▶ [Listed entries]
------------------------------

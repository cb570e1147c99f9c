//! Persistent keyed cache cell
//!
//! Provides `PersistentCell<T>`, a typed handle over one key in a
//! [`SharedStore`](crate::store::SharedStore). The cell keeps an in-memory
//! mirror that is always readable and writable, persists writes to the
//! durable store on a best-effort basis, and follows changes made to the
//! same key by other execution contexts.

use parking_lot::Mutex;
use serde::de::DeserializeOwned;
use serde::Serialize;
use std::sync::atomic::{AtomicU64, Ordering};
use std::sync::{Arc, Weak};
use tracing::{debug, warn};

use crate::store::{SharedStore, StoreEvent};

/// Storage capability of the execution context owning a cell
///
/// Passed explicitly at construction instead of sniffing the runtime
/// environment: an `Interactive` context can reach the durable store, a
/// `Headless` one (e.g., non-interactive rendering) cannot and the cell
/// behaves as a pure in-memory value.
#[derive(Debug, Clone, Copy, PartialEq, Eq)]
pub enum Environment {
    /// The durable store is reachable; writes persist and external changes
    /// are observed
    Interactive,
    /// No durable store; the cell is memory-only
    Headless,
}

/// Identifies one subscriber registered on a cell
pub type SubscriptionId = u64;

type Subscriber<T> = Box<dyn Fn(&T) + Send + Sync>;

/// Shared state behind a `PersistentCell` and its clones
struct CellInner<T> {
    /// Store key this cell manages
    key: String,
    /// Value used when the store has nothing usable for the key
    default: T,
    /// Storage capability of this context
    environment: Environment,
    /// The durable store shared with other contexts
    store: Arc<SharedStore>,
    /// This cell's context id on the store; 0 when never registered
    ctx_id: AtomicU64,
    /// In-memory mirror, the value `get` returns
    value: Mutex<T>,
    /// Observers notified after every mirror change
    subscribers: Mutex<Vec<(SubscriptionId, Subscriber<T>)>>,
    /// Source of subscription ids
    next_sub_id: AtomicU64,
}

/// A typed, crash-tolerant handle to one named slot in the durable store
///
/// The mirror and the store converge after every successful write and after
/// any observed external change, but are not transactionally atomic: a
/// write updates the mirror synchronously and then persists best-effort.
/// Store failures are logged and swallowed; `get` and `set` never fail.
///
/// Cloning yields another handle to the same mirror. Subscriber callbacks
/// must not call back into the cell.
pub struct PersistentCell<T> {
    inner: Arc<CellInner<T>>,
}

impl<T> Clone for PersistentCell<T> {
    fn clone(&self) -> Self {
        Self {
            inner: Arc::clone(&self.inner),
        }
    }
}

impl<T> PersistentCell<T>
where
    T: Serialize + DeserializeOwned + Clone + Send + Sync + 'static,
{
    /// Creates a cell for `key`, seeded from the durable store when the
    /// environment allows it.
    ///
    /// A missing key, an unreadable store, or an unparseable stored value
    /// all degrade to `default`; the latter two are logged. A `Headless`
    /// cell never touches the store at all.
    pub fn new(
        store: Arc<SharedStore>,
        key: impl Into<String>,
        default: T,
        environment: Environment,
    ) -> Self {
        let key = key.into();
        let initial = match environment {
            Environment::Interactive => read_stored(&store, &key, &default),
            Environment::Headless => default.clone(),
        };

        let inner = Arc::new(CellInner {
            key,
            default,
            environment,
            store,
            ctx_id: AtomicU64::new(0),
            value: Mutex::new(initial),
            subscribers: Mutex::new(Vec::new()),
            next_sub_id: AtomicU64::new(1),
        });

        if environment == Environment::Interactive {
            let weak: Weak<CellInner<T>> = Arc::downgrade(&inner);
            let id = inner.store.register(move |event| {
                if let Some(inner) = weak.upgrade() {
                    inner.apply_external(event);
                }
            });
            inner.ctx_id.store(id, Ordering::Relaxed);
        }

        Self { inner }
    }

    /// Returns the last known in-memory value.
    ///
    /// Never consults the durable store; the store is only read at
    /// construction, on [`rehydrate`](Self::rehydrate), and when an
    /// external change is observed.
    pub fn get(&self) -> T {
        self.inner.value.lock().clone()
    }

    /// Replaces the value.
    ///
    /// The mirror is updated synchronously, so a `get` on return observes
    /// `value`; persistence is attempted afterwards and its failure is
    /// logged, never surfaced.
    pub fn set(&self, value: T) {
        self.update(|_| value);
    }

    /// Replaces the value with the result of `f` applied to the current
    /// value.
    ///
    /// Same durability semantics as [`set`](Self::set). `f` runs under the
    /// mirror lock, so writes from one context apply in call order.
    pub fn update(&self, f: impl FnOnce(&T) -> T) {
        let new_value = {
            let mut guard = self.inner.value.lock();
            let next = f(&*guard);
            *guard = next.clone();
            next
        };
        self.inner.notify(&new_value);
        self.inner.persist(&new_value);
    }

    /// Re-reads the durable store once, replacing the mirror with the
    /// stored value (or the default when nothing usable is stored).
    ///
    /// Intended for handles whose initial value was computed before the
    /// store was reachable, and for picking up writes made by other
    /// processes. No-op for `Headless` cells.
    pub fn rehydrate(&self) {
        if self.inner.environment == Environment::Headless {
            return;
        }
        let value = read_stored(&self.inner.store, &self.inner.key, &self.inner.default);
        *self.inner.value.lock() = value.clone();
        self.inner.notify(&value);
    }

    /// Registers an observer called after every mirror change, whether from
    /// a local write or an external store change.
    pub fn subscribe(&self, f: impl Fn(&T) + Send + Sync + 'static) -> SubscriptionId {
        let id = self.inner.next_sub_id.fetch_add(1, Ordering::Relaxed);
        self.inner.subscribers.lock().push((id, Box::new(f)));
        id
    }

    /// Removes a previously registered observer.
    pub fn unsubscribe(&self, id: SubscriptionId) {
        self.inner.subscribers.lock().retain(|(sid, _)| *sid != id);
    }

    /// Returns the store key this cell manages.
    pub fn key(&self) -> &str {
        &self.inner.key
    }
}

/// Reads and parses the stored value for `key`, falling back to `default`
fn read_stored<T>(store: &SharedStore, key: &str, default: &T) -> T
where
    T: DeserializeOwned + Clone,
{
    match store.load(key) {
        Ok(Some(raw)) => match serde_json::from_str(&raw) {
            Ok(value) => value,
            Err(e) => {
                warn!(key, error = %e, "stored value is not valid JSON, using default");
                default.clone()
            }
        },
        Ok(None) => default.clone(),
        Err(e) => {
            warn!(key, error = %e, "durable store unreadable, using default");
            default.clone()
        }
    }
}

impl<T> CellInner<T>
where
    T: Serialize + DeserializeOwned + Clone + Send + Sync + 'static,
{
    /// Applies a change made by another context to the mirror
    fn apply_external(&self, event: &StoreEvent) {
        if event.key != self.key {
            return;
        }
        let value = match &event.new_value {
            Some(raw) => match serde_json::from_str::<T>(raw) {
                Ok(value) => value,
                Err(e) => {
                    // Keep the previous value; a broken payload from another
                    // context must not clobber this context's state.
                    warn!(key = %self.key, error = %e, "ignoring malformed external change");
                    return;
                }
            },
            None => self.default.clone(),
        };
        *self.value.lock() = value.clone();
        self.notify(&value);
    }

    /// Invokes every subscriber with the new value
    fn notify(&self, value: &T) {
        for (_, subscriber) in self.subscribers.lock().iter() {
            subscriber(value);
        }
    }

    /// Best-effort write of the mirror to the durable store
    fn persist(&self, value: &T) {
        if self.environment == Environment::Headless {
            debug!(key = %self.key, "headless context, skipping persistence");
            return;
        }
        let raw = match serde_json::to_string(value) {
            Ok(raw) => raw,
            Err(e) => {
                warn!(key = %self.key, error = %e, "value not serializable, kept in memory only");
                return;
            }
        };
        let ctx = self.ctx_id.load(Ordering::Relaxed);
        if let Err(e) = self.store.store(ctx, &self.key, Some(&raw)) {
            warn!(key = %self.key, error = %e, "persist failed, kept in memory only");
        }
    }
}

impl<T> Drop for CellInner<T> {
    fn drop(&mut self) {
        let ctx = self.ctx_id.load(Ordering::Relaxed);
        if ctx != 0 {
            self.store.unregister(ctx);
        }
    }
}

------------------------------

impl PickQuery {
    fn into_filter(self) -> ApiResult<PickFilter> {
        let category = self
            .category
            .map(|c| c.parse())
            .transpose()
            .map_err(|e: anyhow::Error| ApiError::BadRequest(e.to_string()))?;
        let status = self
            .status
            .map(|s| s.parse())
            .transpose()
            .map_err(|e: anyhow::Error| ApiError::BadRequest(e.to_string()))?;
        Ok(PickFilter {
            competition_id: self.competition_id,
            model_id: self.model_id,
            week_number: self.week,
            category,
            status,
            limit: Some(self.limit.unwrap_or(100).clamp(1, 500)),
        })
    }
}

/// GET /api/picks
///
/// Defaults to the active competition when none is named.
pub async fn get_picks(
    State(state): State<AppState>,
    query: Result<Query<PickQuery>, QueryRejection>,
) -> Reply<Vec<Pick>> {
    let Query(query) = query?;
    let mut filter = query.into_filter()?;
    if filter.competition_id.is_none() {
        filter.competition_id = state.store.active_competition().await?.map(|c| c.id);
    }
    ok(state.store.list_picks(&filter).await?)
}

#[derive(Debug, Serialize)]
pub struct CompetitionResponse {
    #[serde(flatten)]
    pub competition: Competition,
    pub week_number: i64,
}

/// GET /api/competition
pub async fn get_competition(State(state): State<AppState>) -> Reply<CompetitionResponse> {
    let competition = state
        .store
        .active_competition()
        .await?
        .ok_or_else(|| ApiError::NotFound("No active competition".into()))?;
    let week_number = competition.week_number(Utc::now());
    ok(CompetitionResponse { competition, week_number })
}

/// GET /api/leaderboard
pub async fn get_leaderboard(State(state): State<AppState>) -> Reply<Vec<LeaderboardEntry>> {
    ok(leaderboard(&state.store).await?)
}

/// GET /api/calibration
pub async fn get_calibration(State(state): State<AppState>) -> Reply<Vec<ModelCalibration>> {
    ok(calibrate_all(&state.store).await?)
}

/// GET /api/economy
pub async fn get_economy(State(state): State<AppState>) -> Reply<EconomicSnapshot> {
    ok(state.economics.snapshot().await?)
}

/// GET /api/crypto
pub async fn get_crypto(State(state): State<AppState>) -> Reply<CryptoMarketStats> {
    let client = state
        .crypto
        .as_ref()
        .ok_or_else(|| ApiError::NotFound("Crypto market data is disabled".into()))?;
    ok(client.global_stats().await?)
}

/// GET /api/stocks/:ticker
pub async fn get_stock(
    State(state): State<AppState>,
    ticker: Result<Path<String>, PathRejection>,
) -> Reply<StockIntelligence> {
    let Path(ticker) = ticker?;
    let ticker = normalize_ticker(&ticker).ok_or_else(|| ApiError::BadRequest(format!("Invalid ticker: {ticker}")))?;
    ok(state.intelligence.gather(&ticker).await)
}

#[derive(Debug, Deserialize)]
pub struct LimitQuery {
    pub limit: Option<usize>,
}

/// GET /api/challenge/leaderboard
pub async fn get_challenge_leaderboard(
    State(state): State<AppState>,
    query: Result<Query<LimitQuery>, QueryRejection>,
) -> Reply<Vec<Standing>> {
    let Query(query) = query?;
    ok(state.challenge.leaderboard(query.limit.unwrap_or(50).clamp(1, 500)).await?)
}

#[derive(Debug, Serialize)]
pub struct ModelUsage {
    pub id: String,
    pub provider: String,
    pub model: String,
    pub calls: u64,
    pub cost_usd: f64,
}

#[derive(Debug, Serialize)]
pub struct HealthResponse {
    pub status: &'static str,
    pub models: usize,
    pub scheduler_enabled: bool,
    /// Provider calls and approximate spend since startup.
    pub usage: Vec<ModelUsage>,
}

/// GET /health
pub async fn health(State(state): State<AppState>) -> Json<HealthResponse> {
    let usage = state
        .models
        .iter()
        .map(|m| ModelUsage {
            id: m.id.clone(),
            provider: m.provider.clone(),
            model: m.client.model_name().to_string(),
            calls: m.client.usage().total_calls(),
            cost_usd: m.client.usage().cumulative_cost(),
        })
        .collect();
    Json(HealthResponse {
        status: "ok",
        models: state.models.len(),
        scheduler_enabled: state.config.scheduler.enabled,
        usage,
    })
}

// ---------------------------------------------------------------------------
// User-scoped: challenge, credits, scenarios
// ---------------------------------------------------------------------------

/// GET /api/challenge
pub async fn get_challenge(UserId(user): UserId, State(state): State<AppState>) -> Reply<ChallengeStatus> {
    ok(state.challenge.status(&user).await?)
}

------------------------------

▶ [Work to complete]
Copy every line of the listing that contains the word "with".

▶ [Exercise response]
    /// The durable store shared with other contexts
    /// Replaces the value with the result of `f` applied to the current
    /// Re-reads the durable store once, replacing the mirror with the
    /// Invokes every subscriber with the new value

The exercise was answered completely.